--- START ---
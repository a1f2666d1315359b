//! Application context for the Reps CLI.
//!
//! Provides a unified context that combines CLI arguments with the
//! lazily-loaded config and journal.

use std::path::PathBuf;

use once_cell::unsync::OnceCell;

use reps_core::weather::{FixedLocation, WeatherClient, WeatherService};
use reps_core::Journal;

use crate::cli::Cli;
use crate::config::RepsConfig;
use crate::ui::UiContext;

use super::resolver::{load_config, resolve_data_dir};

/// Application context that bundles CLI args with config and storage.
///
/// This avoids repeatedly loading config and threading multiple parameters
/// through handler functions.
pub struct AppContext<'a> {
    cli: &'a Cli,
    config: OnceCell<RepsConfig>,
    journal: OnceCell<Journal>,
}

impl<'a> AppContext<'a> {
    /// Create a new application context from CLI arguments.
    pub fn new(cli: &'a Cli) -> Self {
        Self {
            cli,
            config: OnceCell::new(),
            journal: OnceCell::new(),
        }
    }

    /// Check if quiet mode is enabled.
    pub fn quiet(&self) -> bool {
        self.cli.quiet
    }

    /// Get the configuration, loading it lazily if needed.
    pub fn config(&self) -> anyhow::Result<&RepsConfig> {
        self.config.get_or_try_init(load_config)
    }

    /// Data directory given on the command line or in `REPS_DATA_DIR`.
    pub fn cli_data_dir(&self) -> Option<PathBuf> {
        self.cli
            .data_dir
            .as_deref()
            .filter(|path| !path.trim().is_empty())
            .map(PathBuf::from)
    }

    pub fn data_dir(&self) -> anyhow::Result<PathBuf> {
        resolve_data_dir(self.cli, self.config()?)
    }

    /// Open the journal in the resolved data directory, creating it if needed.
    pub fn journal(&self) -> anyhow::Result<&Journal> {
        self.journal.get_or_try_init(|| {
            let dir = self.data_dir()?;
            tracing::debug!(path = %dir.display(), "Opening journal");
            Journal::open_dir(&dir).map_err(|e| {
                anyhow::anyhow!("Failed to open journal at {}: {}", dir.display(), e)
            })
        })
    }

    /// Weather lookup configured from `[weather]`, cached in the journal.
    pub fn weather(&self) -> anyhow::Result<WeatherService<WeatherClient, FixedLocation>> {
        let config = self.config()?;
        let client = WeatherClient::with_base_url(config.weather.base_url.clone())?;
        let location = FixedLocation(config.weather.coordinates());
        Ok(self.journal()?.weather(client, location))
    }

    /// Build a UI context for output formatting.
    pub fn ui_context(&self, json: bool) -> UiContext {
        UiContext::from_env(json, self.cli.no_color)
    }
}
--- END ---
■ WHAT YOU ARE ASKED TO DO:
If a line in the records above contains the string "directory", copy that line out.

■ COMPLETED TASK:
    /// Data directory given on the command line or in `REPS_DATA_DIR`.
    /// Open the journal in the resolved data directory, creating it if needed.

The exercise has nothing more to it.